• [Exercise goal]: Quote the material below exactly as written, from the first line to the line that holds "A dashboard client", endpoints included.

--------------------

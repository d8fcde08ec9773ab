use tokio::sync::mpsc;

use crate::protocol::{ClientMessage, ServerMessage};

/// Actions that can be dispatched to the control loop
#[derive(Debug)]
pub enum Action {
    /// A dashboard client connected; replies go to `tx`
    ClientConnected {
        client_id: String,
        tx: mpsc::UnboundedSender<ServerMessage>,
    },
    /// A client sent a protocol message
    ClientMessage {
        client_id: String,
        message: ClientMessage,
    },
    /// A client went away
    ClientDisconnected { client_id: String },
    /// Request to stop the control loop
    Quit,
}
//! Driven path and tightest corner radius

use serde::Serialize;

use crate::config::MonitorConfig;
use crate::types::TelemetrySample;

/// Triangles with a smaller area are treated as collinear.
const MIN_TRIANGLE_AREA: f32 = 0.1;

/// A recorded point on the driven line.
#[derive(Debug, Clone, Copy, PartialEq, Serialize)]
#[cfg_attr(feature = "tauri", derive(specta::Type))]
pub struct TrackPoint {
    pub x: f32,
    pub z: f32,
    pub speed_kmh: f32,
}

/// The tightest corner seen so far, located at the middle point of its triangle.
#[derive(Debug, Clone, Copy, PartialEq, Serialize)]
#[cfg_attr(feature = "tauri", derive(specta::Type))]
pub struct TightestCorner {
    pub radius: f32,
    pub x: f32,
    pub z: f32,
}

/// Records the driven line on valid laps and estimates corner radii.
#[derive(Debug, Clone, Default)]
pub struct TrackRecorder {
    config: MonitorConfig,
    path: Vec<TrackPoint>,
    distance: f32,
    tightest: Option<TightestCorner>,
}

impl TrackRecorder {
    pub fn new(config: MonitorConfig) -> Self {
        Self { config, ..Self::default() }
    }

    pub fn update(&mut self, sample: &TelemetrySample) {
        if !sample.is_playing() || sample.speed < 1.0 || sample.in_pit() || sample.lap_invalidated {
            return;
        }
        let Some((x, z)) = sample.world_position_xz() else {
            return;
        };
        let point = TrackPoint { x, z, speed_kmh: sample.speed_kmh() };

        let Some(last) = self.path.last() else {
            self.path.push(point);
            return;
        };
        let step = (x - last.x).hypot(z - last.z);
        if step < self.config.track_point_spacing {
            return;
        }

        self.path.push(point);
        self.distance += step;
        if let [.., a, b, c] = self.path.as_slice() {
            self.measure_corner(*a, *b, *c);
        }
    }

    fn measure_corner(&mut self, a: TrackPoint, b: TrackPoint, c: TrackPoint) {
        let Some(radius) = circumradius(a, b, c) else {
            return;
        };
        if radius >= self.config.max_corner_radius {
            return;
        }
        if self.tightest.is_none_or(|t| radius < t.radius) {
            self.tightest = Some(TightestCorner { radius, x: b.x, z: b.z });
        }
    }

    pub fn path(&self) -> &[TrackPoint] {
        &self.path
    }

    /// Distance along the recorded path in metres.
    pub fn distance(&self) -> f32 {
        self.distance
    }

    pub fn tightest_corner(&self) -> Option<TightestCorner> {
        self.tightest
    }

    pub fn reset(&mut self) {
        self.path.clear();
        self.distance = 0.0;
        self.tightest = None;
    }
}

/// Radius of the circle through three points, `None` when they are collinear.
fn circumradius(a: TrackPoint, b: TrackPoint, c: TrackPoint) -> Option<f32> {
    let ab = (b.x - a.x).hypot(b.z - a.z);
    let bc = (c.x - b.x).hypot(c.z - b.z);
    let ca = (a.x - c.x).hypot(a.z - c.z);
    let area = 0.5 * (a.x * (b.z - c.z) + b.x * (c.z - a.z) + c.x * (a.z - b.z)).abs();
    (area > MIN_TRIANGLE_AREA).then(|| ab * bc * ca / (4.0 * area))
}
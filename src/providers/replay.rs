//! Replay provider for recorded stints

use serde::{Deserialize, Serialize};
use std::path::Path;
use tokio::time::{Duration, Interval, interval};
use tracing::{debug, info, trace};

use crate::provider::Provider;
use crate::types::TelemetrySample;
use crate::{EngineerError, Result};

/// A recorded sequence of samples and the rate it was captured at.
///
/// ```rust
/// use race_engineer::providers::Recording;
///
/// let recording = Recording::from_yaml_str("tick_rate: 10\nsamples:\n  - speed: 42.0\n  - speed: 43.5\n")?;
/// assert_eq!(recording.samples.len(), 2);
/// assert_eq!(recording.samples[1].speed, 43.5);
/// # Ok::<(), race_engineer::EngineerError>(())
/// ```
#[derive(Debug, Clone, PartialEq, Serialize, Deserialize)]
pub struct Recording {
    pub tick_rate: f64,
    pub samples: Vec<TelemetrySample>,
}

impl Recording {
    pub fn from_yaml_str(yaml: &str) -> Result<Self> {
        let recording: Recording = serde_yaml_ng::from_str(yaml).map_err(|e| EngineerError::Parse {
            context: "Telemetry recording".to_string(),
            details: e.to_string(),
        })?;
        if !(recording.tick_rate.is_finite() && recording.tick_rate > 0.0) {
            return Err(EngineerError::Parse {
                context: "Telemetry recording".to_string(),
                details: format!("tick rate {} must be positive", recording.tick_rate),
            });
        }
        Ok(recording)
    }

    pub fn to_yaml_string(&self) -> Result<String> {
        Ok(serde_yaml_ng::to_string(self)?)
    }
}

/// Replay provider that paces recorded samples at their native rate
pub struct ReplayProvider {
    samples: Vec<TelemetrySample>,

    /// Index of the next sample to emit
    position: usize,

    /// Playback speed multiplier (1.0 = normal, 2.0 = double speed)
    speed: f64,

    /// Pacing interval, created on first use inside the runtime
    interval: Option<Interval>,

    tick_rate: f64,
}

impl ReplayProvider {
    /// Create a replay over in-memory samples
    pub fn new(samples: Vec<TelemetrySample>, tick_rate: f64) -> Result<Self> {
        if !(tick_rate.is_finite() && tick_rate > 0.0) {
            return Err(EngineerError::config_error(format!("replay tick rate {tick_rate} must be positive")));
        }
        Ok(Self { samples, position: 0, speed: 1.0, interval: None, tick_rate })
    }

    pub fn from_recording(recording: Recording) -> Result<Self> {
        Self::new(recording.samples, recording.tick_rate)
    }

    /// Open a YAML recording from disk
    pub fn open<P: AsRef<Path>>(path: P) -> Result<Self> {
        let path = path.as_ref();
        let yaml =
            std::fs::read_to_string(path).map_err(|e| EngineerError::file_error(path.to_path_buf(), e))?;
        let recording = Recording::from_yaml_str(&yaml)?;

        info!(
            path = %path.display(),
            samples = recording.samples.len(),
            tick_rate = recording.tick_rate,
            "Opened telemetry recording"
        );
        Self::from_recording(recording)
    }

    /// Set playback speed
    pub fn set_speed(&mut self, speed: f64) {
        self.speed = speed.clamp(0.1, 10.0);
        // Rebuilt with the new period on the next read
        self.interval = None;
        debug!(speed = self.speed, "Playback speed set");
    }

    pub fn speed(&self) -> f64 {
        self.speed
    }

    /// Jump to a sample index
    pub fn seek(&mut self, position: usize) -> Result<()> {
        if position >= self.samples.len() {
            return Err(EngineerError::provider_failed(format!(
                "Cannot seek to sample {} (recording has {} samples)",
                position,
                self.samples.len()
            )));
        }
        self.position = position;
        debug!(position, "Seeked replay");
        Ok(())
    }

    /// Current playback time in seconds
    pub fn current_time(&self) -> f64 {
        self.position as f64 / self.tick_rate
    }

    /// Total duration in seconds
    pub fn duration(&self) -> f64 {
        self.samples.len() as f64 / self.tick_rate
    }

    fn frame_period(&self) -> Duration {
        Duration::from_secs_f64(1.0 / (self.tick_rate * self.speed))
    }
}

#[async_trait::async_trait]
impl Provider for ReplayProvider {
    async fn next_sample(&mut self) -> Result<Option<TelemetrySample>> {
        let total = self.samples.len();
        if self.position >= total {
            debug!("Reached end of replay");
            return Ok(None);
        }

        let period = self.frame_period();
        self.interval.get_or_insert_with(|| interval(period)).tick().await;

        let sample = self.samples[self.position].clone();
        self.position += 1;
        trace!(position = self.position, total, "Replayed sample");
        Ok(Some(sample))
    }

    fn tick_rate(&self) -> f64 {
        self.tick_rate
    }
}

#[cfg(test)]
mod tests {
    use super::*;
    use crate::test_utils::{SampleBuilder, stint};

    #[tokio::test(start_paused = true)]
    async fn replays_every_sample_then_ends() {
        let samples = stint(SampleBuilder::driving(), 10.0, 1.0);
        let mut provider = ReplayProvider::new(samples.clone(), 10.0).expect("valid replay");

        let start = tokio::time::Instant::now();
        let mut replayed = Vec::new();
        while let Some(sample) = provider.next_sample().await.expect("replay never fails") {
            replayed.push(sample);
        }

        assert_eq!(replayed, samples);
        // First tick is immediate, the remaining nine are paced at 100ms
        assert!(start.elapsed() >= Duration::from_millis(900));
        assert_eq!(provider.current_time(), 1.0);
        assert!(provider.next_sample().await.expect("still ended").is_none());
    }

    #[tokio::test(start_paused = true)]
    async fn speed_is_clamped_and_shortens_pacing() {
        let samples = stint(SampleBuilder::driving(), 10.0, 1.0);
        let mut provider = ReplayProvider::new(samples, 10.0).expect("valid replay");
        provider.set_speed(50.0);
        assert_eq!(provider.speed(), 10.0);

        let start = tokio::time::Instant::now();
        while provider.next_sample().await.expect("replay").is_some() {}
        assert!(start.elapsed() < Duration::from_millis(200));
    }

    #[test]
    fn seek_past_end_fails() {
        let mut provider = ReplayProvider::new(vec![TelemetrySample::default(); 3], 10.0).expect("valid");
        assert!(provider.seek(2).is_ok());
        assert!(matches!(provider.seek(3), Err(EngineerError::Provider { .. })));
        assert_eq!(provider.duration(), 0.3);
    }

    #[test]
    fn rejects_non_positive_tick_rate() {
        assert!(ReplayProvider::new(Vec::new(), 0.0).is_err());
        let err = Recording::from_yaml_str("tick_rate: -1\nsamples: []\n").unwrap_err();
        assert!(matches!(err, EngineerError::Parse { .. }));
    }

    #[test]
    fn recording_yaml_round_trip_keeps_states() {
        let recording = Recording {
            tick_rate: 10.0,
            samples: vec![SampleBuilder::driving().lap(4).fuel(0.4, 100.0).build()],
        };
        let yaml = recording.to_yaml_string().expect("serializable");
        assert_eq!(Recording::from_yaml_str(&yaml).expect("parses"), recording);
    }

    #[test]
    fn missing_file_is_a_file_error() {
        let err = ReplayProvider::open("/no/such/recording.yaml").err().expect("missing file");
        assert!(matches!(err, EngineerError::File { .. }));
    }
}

--------------------

• [Answer space]:
repository d8fcde08ec9773ab
use tokio::sync::mpsc;

use crate::protocol::{ClientMessage, ServerMessage};

/// Actions that can be dispatched to the control loop
#[derive(Debug)]
pub enum Action {
    /// A dashboard client connected; replies go to `tx`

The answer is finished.